◆ WHAT THE TASK ASKS ◆
Word for word, restate the entries below from their first line through the line that contains "let mut config = Config::default();".

[Collected data]
=== Begin Enclosure ===

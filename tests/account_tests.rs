//! Integration tests for registration, login and sessions.

use chrono::{Duration, Utc};
use recipeshare::AppState;
use recipeshare::config::Config;
use recipeshare::crypto::EncryptionKey;
use recipeshare::db::Store;
use recipeshare::domain::timestamp;
use recipeshare::entities::sessions;
use recipeshare::services::{AccountError, NewAccount};
use sea_orm::sea_query::Expr;
use sea_orm::{ColumnTrait, EntityTrait, QueryFilter};

async fn spawn_state() -> (AppState, std::path::PathBuf) {
    let db_path =
        std::env::temp_dir().join(format!("recipeshare-account-test-{}.db", uuid::Uuid::new_v4()));

    let mut config = Config::default();
    config.general.database_path = format!("sqlite:{}", db_path.display());
    config.search_history.encryption_key = Some(EncryptionKey::generate_base64());
    // Keep hashing fast
    config.security.argon2_memory_cost_kib = 64;
    config.security.argon2_time_cost = 1;

    let store = Store::new(&config.general.database_path)
        .await
        .expect("Failed to open test database");
    let state = AppState::with_store(config, store).expect("Failed to create app state");

    (state, db_path)
}

fn account(username: &str, email: &str) -> NewAccount {
    NewAccount {
        username: username.to_string(),
        email: email.to_string(),
        password: "hunter22".to_string(),
        country: Some("NL".to_string()),
        ..NewAccount::default()
    }
}

#[tokio::test]
async fn test_register_and_login() {
    let (state, path) = spawn_state().await;

    let info = state
        .accounts
        .register(account("alice", " Alice@Example.com "))
        .await
        .unwrap();
    assert_eq!(info.email, "alice@example.com");
    assert!(info.id.is_valid());

    let session = state
        .accounts
        .login("ALICE@example.com", "hunter22")
        .await
        .unwrap();
    assert_eq!(session.user_id, info.id);
    assert_eq!(session.token.len(), 80);

    let resolved = state.current_user(Some(&session.token)).await.unwrap();
    assert_eq!(resolved, Some(info.id));

    let me = state.accounts.account_info(Some(info.id)).await.unwrap();
    assert_eq!(me.username, "alice");

    drop(state);
    let _ = std::fs::remove_file(path);
}

#[tokio::test]
async fn test_register_rejects_duplicates_and_bad_input() {
    let (state, path) = spawn_state().await;

    state
        .accounts
        .register(account("bobby", "bob@example.com"))
        .await
        .unwrap();

    assert!(matches!(
        state.accounts.register(account("robert", "BOB@example.com")).await,
        Err(AccountError::Conflict(field)) if field == "Email"
    ));
    assert!(matches!(
        state.accounts.register(account("bobby", "other@example.com")).await,
        Err(AccountError::Conflict(field)) if field == "Username"
    ));
    assert!(matches!(
        state.accounts.register(account("bo", "bo@example.com")).await,
        Err(AccountError::Validation(_))
    ));
    assert!(matches!(
        state.accounts.register(account("carol", "not-an-email")).await,
        Err(AccountError::Validation(_))
    ));

    let mut short = account("carol", "carol@example.com");
    short.password = "12345".to_string();
    assert!(matches!(
        state.accounts.register(short).await,
        Err(AccountError::Validation(_))
    ));

    drop(state);
    let _ = std::fs::remove_file(path);
}

#[tokio::test]
async fn test_login_with_wrong_password() {
    let (state, path) = spawn_state().await;

    state
        .accounts
        .register(account("dave", "dave@example.com"))
        .await
        .unwrap();

    assert!(matches!(
        state.accounts.login("dave@example.com", "wrong-password").await,
        Err(AccountError::InvalidCredentials)
    ));
    assert!(matches!(
        state.accounts.login("nobody@example.com", "hunter22").await,
        Err(AccountError::InvalidCredentials)
    ));

    drop(state);
    let _ = std::fs::remove_file(path);
}

#[tokio::test]
async fn test_expired_and_revoked_sessions() {
    let (state, path) = spawn_state().await;

    state
        .accounts
        .register(account("erin", "erin@example.com"))
        .await
        .unwrap();
    let expired = state.accounts.login("erin@example.com", "hunter22").await.unwrap();
    let active = state.accounts.login("erin@example.com", "hunter22").await.unwrap();

    sessions::Entity::update_many()
        .col_expr(
            sessions::Column::ExpiresAt,
            Expr::value(timestamp::format(Utc::now() - Duration::minutes(1))),
        )
        .filter(sessions::Column::Token.eq(expired.token.clone()))
        .exec(&state.store.conn)
        .await
        .unwrap();

    assert_eq!(state.current_user(Some(&expired.token)).await.unwrap(), None);
    assert_eq!(
        state.current_user(Some(&active.token)).await.unwrap(),
        Some(active.user_id)
    );
    assert!(state.require_user(Some(&expired.token)).await.is_err());
    assert!(state.require_user(None).await.is_err());

    assert_eq!(state.accounts.purge_expired_sessions().await.unwrap(), 1);

    state.accounts.logout(&active.token).await.unwrap();
    assert_eq!(state.current_user(Some(&active.token)).await.unwrap(), None);

    drop(state);
    let _ = std::fs::remove_file(path);
}

#[tokio::test]
async fn test_change_password_revokes_other_sessions() {
    let (state, path) = spawn_state().await;

    state
        .accounts
        .register(account("frank", "frank@example.com"))
        .await
        .unwrap();
    let current = state.accounts.login("frank@example.com", "hunter22").await.unwrap();
    let other = state.accounts.login("frank@example.com", "hunter22").await.unwrap();

    assert!(matches!(
        state
            .accounts
            .change_password(Some(current.user_id), Some(&current.token), "nope", "newpass1")
            .await,
        Err(AccountError::Validation(msg)) if msg.contains("incorrect")
    ));

    state
        .accounts
        .change_password(Some(current.user_id), Some(&current.token), "hunter22", "newpass1")
        .await
        .unwrap();

    assert_eq!(
        state.current_user(Some(&current.token)).await.unwrap(),
        Some(current.user_id)
    );
    assert_eq!(state.current_user(Some(&other.token)).await.unwrap(), None);

    assert!(state.accounts.login("frank@example.com", "hunter22").await.is_err());
    assert!(state.accounts.login("frank@example.com", "newpass1").await.is_ok());

    drop(state);
    let _ = std::fs::remove_file(path);
}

=== End Enclosure ===

◆ RESPONSE ◆
filename tests/account_tests.rs
//! Integration tests for registration, login and sessions.

use chrono::{Duration, Utc};
use recipeshare::AppState;
use recipeshare::config::Config;
use recipeshare::crypto::EncryptionKey;
use recipeshare::db::Store;
use recipeshare::domain::timestamp;
use recipeshare::entities::sessions;
use recipeshare::services::{AccountError, NewAccount};
use sea_orm::sea_query::Expr;
use sea_orm::{ColumnTrait, EntityTrait, QueryFilter};

async fn spawn_state() -> (AppState, std::path::PathBuf) {
    let db_path =
        std::env::temp_dir().join(format!("recipeshare-account-test-{}.db", uuid::Uuid::new_v4()));

    let mut config = Config::default();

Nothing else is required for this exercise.